TLDRs;
- Nvidia is investing $500M to expand R&D and build a 30MW facility in northern Israel.
- The company’s new Be’er Sheva office will triple its presence in southern Israel and add hundreds of jobs.
- Israel now serves as Nvidia’s second-largest R&D hub, driving innovations in AI networking and data infrastructure.
- Israeli teams lead breakthroughs in Spectrum-X, BlueField-3, and Blackwell GPU systems powering global AI growth.
Nvidia is strengthening its long-term commitment to Israel with a massive $500 million expansion that underlines the country’s growing importance in global AI infrastructure.
The U.S. chipmaker is building a 30-megawatt R&D facility in northern Israel, while also expanding its southern operations in Be’er Sheva, where it plans to hire hundreds of engineers by 2026.
The move marks a strategic deepening of Nvidia’s presence in the region, as Israel becomes a critical hub for the company’s AI networking and chip development efforts. The upcoming Be’er Sheva site, a 3,000-square-meter office in the city’s high-tech park, will triple Nvidia’s footprint in the area. The park is already home to major players such as Microsoft, Elbit Systems, and several Israeli defense technology units.
With over 5,000 employees across the country, Nvidia is now one of Israel’s largest private tech employers. Its expansion further cements the nation’s status as the second-largest R&D hub for Nvidia outside the United States, where some of its most advanced networking products are designed and optimized.
Be’er Sheva to Tel Aviv
Nvidia’s growth in Be’er Sheva builds on a series of strategic expansions across Israel. After acquiring Mellanox Technologies for $7 billion in 2020, Nvidia inherited a deep base of Israeli engineering talent, expertise that has since become vital to the development of AI data center infrastructure.

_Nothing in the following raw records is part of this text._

//! The cart transition function.
//!
//! [`CartEngine::apply`] takes the previous snapshot (or `None` when no cart
//! exists yet) and an action, and returns the next snapshot. The previous
//! snapshot is never modified.

use tracing::debug;

use pineapple_cart_core::{
    Cart, CartItem, CartItemCost, CartMerchandise, DEFAULT_CURRENCY_CODE, Product, ProductVariant,
};

use crate::action::{CartAction, UpdateType};
use crate::totals;

/// Applies cart actions.
///
/// The only setting is the currency an empty cart is expressed in.
#[derive(Debug, Clone, PartialEq, Eq)]
pub struct CartEngine {
    default_currency: String,
}

impl Default for CartEngine {
    fn default() -> Self {
        Self::new(DEFAULT_CURRENCY_CODE)
    }
}

/// Apply an action with the default engine.
#[must_use]
pub fn apply(current: Option<&Cart>, action: CartAction) -> Cart {
    CartEngine::default().apply(current, action)
}

impl CartEngine {
    /// Create an engine whose empty carts use `default_currency`.
    #[must_use]
    pub fn new(default_currency: impl Into<String>) -> Self {
        Self {
            default_currency: default_currency.into(),
        }
    }

    /// Currency used for carts with no lines.
    #[must_use]
    pub fn default_currency(&self) -> &str {
        &self.default_currency
    }

    /// A fresh empty cart in the default currency.
    #[must_use]
    pub fn empty_cart(&self) -> Cart {
        Cart::empty(&self.default_currency)
    }

    /// Compute the cart that results from applying `action` to `current`.
    #[must_use]
    pub fn apply(&self, current: Option<&Cart>, action: CartAction) -> Cart {
        match action {
            CartAction::UpdateItem {
                merchandise_id,
                update_type,
                quantity,
            } => self.update_item(current, &merchandise_id, update_type, quantity),
            CartAction::AddItem {
                variant,
                product,
                quantity,
            } => self.add_item(current, &variant, &product, quantity),
            CartAction::RemoveItem { merchandise_id } => {
                self.remove_item(current, &merchandise_id)
            }
            CartAction::ClearCart => self.empty_cart(),
            CartAction::SetCart { cart } => cart,
            CartAction::Unknown => {
                debug!("Ignoring unknown cart action");
                self.current_or_empty(current)
            }
        }
    }

    fn current_or_empty(&self, current: Option<&Cart>) -> Cart {
        current.cloned().unwrap_or_else(|| self.empty_cart())
    }

    fn update_item(
        &self,
        current: Option<&Cart>,
        merchandise_id: &str,
        update_type: UpdateType,
        quantity: Option<i64>,
    ) -> Cart {
        let mut cart = self.current_or_empty(current);

        let Some(position) = position_of(&cart, merchandise_id) else {
            debug!(merchandise_id, "Update for a line not in the cart, ignoring");
            return cart;
        };

        let Some(line) = cart.lines.get_mut(position) else {
            return cart;
        };

        let new_quantity = match update_type {
            UpdateType::Delete => 0,
            UpdateType::Increment => line.quantity.saturating_add(1),
            UpdateType::Decrement => line.quantity.saturating_sub(1),
            UpdateType::SetExact => quantity.unwrap_or_else(|| line.quantity.saturating_sub(1)),
        };

        if new_quantity <= 0 {
            cart.lines.remove(position);
        } else {
            line.cost.total_amount = totals::rescaled_line_total(line, new_quantity);
            line.quantity = new_quantity;
        }

        totals::refresh(&mut cart);
        cart
    }

    fn add_item(
        &self,
        current: Option<&Cart>,
        variant: &ProductVariant,
        product: &Product,
        quantity: i64,
    ) -> Cart {
        let mut cart = self.current_or_empty(current);

        match position_of(&cart, &variant.id) {
            Some(position) => {
                let existing = cart.lines.get(position).map_or(0, |line| line.quantity);
                let new_quantity = existing.saturating_add(quantity);

                if new_quantity <= 0 {
                    cart.lines.remove(position);
                } else if let Some(line) = cart.lines.get_mut(position) {
                    *line = build_line(line.id.take(), variant, product, new_quantity);
                }
            }
            None if quantity > 0 => {
                cart.lines.push(build_line(None, variant, product, quantity));
            }
            None => {
                debug!(
                    merchandise_id = %variant.id,
                    quantity,
                    "Refusing to add a line with a non-positive quantity"
                );
                return cart;
            }
        }

        totals::refresh(&mut cart);
        cart
    }

    fn remove_item(&self, current: Option<&Cart>, merchandise_id: &str) -> Cart {
        let mut cart = self.current_or_empty(current);

        let Some(position) = position_of(&cart, merchandise_id) else {
            debug!(merchandise_id, "Remove for a line not in the cart, ignoring");
            return cart;
        };

        cart.lines.remove(position);
        totals::refresh(&mut cart);
        cart
    }
}

fn position_of(cart: &Cart, merchandise_id: &str) -> Option<usize> {
    cart.lines
        .iter()
        .position(|line| line.merchandise.id == merchandise_id)
}

/// A line for `quantity` units of a variant, priced from the variant.
fn build_line(
    id: Option<String>,
    variant: &ProductVariant,
    product: &Product,
    quantity: i64,
) -> CartItem {
    CartItem {
        id,
        quantity,
        cost: CartItemCost {
            total_amount: totals::variant_line_total(variant, quantity),
        },
        merchandise: CartMerchandise::from_variant(variant, product),
    }
}

#[cfg(test)]
#[allow(clippy::unwrap_used, clippy::indexing_slicing)]
mod tests {
    use super::*;
    use pineapple_cart_core::{CartCost, Money};

    fn variant(id: &str, amount: &str) -> ProductVariant {
        ProductVariant {
            id: id.to_string(),
            title: "Default Title".to_string(),
            price: Money::new(amount, "USD"),
            selected_options: vec![],
        }
    }

    fn product() -> Product {
        Product {
            id: "gid://shopify/Product/1".to_string(),
            handle: "pineapple-soap".to_string(),
            title: "Pineapple Soap".to_string(),
            featured_image: None,
        }
    }

    fn scenario_a() -> Cart {
        apply(None, CartAction::add(variant("gidA", "10.00"), product(), 2))
    }

    #[test]
    fn test_scenario_a_add_to_empty_cart() {
        let cart = scenario_a();
        assert_eq!(cart.lines.len(), 1);
        assert_eq!(cart.lines[0].quantity, 2);
        assert_eq!(cart.lines[0].cost.total_amount.amount, "20.00");
        assert_eq!(cart.lines[0].id, None);
        assert_eq!(cart.total_quantity, 2);
        assert_eq!(cart.cost.total_amount.amount, "20.00");
        assert_eq!(cart.cost.subtotal_amount.amount, "20.00");
        assert_eq!(cart.cost.total_tax_amount, Money::zero("USD"));
    }

    #[test]
    fn test_scenario_b_increment_preserves_unit_price() {
        let cart = apply(
            Some(&scenario_a()),
            CartAction::update("gidA", UpdateType::Increment, None),
        );
        assert_eq!(cart.lines[0].quantity, 3);
        assert_eq!(cart.lines[0].cost.total_amount.amount, "30.00");
        assert_eq!(cart.cost.total_amount.amount, "30.00");
    }

    #[test]
    fn test_scenarios_c_and_d_set_exact_then_decrement() {
        let b = apply(
            Some(&scenario_a()),
            CartAction::update("gidA", UpdateType::Increment, None),
        );
        let c = apply(
            Some(&b),
            CartAction::update("gidA", UpdateType::SetExact, Some(1)),
        );
        assert_eq!(c.lines[0].quantity, 1);
        assert_eq!(c.lines[0].cost.total_amount.amount, "10.00");

        let d = apply(Some(&c), CartAction::update("gidA", UpdateType::Decrement, None));
        assert!(d.lines.is_empty());
        assert_eq!(d.total_quantity, 0);
        assert_eq!(d.cost.total_amount.amount, "0");
        assert_eq!(d.currency_code(), "USD");
    }

    #[test]
    fn test_scenario_e_remove_from_empty_cart() {
        let cart = apply(None, CartAction::remove("nonexistent"));
        assert_eq!(cart, Cart::empty("USD"));
    }

    #[test]
    fn test_scenario_f_clear_cart() {
        let mut cart = scenario_a();
        cart.id = Some("gid://shopify/Cart/abc".to_string());
        let cart = apply(
            Some(&cart),
            CartAction::add(variant("gidB", "5.00"), product(), 1),
        );
        assert_eq!(cart.lines.len(), 2);

        let cleared = CartEngine::new("CAD").apply(Some(&cart), CartAction::ClearCart);
        assert_eq!(cleared, Cart::empty("CAD"));
    }

    #[test]
    fn test_add_existing_merges_and_refreshes_price() {
        let cart = scenario_a();
        let cart = apply(
            Some(&cart),
            CartAction::add(variant("gidA", "12.50"), product(), 1),
        );
        assert_eq!(cart.lines.len(), 1);
        assert_eq!(cart.lines[0].quantity, 3);
        assert_eq!(cart.lines[0].cost.total_amount.amount, "37.50");
        assert_eq!(cart.cost.total_amount.amount, "37.50");
    }

    #[test]
    fn test_add_keeps_server_line_id() {
        let mut cart = scenario_a();
        cart.lines[0].id = Some("gid://shopify/CartLine/1".to_string());
        let cart = apply(
            Some(&cart),
            CartAction::add(variant("gidA", "10.00"), product(), 1),
        );
        assert_eq!(cart.lines[0].id.as_deref(), Some("gid://shopify/CartLine/1"));
    }

    #[test]
    fn test_add_appends_new_lines_in_order() {
        let cart = scenario_a();
        let cart = apply(
            Some(&cart),
            CartAction::add(variant("gidB", "1.25"), product(), 4),
        );
        assert_eq!(cart.lines[0].merchandise.id, "gidA");
        assert_eq!(cart.lines[1].merchandise.id, "gidB");
        assert_eq!(cart.lines[1].cost.total_amount.amount, "5.00");
        assert_eq!(cart.total_quantity, 6);
        assert_eq!(cart.cost.total_amount.amount, "25.00");
    }

    #[test]
    fn test_add_non_positive_quantity_adds_nothing() {
        let cart = apply(None, CartAction::add(variant("gidA", "10.00"), product(), 0));
        assert!(cart.is_empty());
    }

    #[test]
    fn test_update_unknown_line_is_noop() {
        let cart = scenario_a();
        let next = apply(
            Some(&cart),
            CartAction::update("missing", UpdateType::Increment, None),
        );
        assert_eq!(next, cart);
    }

    #[test]
    fn test_update_delete_removes_line() {
        let cart = apply(
            Some(&scenario_a()),
            CartAction::update("gidA", UpdateType::Delete, Some(10)),
        );
        assert!(cart.is_empty());
    }

    #[test]
    fn test_set_exact_without_quantity_decrements() {
        let cart = apply(
            Some(&scenario_a()),
            CartAction::update("gidA", UpdateType::SetExact, None),
        );
        assert_eq!(cart.lines[0].quantity, 1);
        assert_eq!(cart.cost.total_amount.amount, "10.00");
    }

    #[test]
    fn test_set_exact_negative_removes_line() {
        let cart = apply(
            Some(&scenario_a()),
            CartAction::update("gidA", UpdateType::SetExact, Some(-3)),
        );
        assert!(cart.is_empty());
    }

    #[test]
    fn test_update_server_line_with_whole_total() {
        // Server carts can carry totals without cents, e.g. after a discount
        let mut server = apply(None, CartAction::add(variant("gidA", "10.00"), product(), 3));
        server.lines[0].cost.total_amount = Money::new("20", "USD");

        let cart = apply(Some(&server), CartAction::SetCart { cart: server.clone() });
        let cart = apply(Some(&cart), CartAction::update("gidA", UpdateType::Decrement, None));

        assert_eq!(cart.lines[0].quantity, 2);
        assert_eq!(cart.lines[0].cost.total_amount.amount, "13.33");
        assert_eq!(cart.cost.total_amount.amount, "13.33");
    }

    #[test]
    fn test_emptying_cart_keeps_its_currency() {
        let eur = ProductVariant {
            price: Money::new("8.00", "EUR"),
            ..variant("gidE", "0")
        };
        let cart = apply(None, CartAction::add(eur, product(), 1));
        assert_eq!(cart.currency_code(), "EUR");

        let cart = apply(Some(&cart), CartAction::remove("gidE"));
        assert_eq!(cart.cost, CartCost::zero("EUR"));
    }

    #[test]
    fn test_set_cart_replaces_wholesale() {
        let mut server = Cart::empty("USD");
        server.id = Some("gid://shopify/Cart/xyz".to_string());
        server.checkout_url = Some("https://shop.example.com/checkout".to_string());
        server.total_quantity = 99;

        let cart = apply(
            Some(&scenario_a()),
            CartAction::SetCart {
                cart: server.clone(),
            },
        );
        assert_eq!(cart, server);
    }

    #[test]
    fn test_unknown_action_returns_current() {
        let cart = scenario_a();
        assert_eq!(apply(Some(&cart), CartAction::Unknown), cart);
        assert_eq!(apply(None, CartAction::Unknown), Cart::empty("USD"));
    }

    #[test]
    fn test_previous_snapshot_untouched() {
        let cart = scenario_a();
        let before = cart.clone();
        let _ = apply(Some(&cart), CartAction::ClearCart);
        let _ = apply(Some(&cart), CartAction::remove("gidA"));
        assert_eq!(cart, before);
    }

    #[test]
    fn test_update_zero_quantity_line_does_not_divide_by_zero() {
        let mut cart = scenario_a();
        cart.lines[0].quantity = 0;
        let cart = apply(
            Some(&cart),
            CartAction::update("gidA", UpdateType::Increment, None),
        );
        assert_eq!(cart.lines[0].quantity, 1);
        assert_eq!(cart.lines[0].cost.total_amount, Money::zero("USD"));
    }
}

The company is now evaluating proposals for a new mega-campus in northern Israel and has recently enlarged its Tel Aviv offices to support its growing workforce. The Be’er Sheva hub will focus on networking technologies and data infrastructure, areas where Israeli engineers already play a leading role.

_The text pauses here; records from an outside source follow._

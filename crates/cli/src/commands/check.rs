//! Check a cart snapshot against the engine invariants.
//!
//! # Usage
//!
//! ```bash
//! np-cart check --cart cart.json
//! ```

use std::io::Write;
use std::path::Path;

use pineapple_cart::{Violation, check};
use pineapple_cart_core::Cart;

use super::{STDOUT, read_json};
use crate::error::CliError;

/// Write one line per violation, or `ok` when there are none.
pub fn report(violations: &[Violation], out: &mut impl Write) -> std::io::Result<()> {
    if violations.is_empty() {
        return writeln!(out, "ok");
    }
    for violation in violations {
        writeln!(out, "{violation}")?;
    }
    Ok(())
}

/// Load the cart, report its violations, and fail when there are any.
pub fn run(cart_path: &Path, out: &mut impl Write) -> Result<(), CliError> {
    let cart: Cart = read_json(cart_path)?;
    let violations = check(&cart);

    report(&violations, out).map_err(|e| CliError::io(STDOUT, e))?;

    if violations.is_empty() {
        Ok(())
    } else {
        Err(CliError::InvariantsViolated(violations.len()))
    }
}

#[cfg(test)]
#[allow(clippy::unwrap_used)]
mod tests {
    use super::*;
    use pineapple_cart_core::{CartItem, CartItemCost, CartMerchandise, CartProduct, Money};

    fn line(id: &str, quantity: i64, total: &str) -> CartItem {
        CartItem {
            id: None,
            quantity,
            cost: CartItemCost {
                total_amount: Money::new(total, "USD"),
            },
            merchandise: CartMerchandise {
                id: id.to_string(),
                title: "Default".to_string(),
                selected_options: Vec::new(),
                product: CartProduct {
                    id: "p1".to_string(),
                    handle: "tee".to_string(),
                    title: "Tee".to_string(),
                    featured_image: None,
                },
            },
        }
    }

    fn write_cart(name: &str, cart: &Cart) -> std::path::PathBuf {
        let dir = std::env::temp_dir().join(format!("np-cart-check-{}", std::process::id()));
        std::fs::create_dir_all(&dir).unwrap();
        let path = dir.join(name);
        std::fs::write(&path, serde_json::to_string(cart).unwrap()).unwrap();
        path
    }

    #[test]
    fn test_report_ok() {
        let mut out = Vec::new();
        report(&[], &mut out).unwrap();
        assert_eq!(String::from_utf8(out).unwrap(), "ok\n");
    }

    #[test]
    fn test_run_consistent_cart() {
        let mut cart = Cart::empty("USD");
        cart.lines.push(line("v1", 2, "20.00"));
        cart.total_quantity = 2;
        cart.cost.subtotal_amount = Money::new("20.00", "USD");
        cart.cost.total_amount = Money::new("20.00", "USD");
        let path = write_cart("consistent.json", &cart);

        let mut out = Vec::new();
        run(&path, &mut out).unwrap();
        assert_eq!(String::from_utf8(out).unwrap(), "ok\n");
    }

    #[test]
    fn test_run_reports_violations() {
        let mut cart = Cart::empty("USD");
        cart.lines.push(line("v1", 0, "0.00"));
        cart.total_quantity = 5;
        let path = write_cart("broken.json", &cart);

        let mut out = Vec::new();
        let err = run(&path, &mut out).unwrap_err();

        assert!(matches!(err, CliError::InvariantsViolated(n) if n >= 2));
        let printed = String::from_utf8(out).unwrap();
        assert_eq!(printed.lines().count(), check(&cart).len());
    }
}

The country’s robust cybersecurity ecosystem, combined with a strong academic and defense technology pipeline, makes Israel an ideal environment for Nvidia’s next-generation innovations in AI hardware and software.
Powering the Next Wave of AI Data Centers
A major part of Nvidia’s Israel operations revolves around AI networking innovations like the BlueField-3 SuperNICs and Spectrum-4 Ethernet switches, which power Spectrum-X, an Ethernet-based architecture optimized for AI workloads.
The Israel-1 system, one of Nvidia’s most advanced internal AI research clusters, showcases this innovation. Built in Israel, it houses 2,048 H100 GPUs, 2,560 BlueField-3 SuperNICs, and 80 Spectrum-4 switches. Together, these technologies achieved a 1.6x increase in network throughput, proving that Ethernet-based systems can effectively support large-scale AI training.
Nvidia’s forthcoming Blackwell GPU-powered R&D facility will take this further, providing the computational backbone for the next generation of AI and data-intensive workloads. The project also includes new networking and storage integration features that will push the limits of distributed AI systems.
Israel’s Strategic Value to Nvidia’s Global Vision
Beyond innovation, Nvidia’s expansion in Israel signals confidence in the country’s strategic value to global AI development.
Israeli engineers have been instrumental in refining the DOCA (Data Center on a Chip Architecture) framework, enabling it to handle up to 2,000 VirtIO-net devices per BlueField-3 DPU and deliver significant encryption and performance gains in multi-tenant data centers.
Several enterprise storage and networking firms, including DDN, VAST Data, and WEKA, have partnered with Nvidia to integrate Spectrum-X adaptive routing, achieving bandwidth increases of up to 48% for reads and 41% for writes compared to traditional setups. These breakthroughs not only highlight Israel’s contribution to Nvidia’s ecosystem but also underscore the country’s potential to shape the future of global AI infrastructure.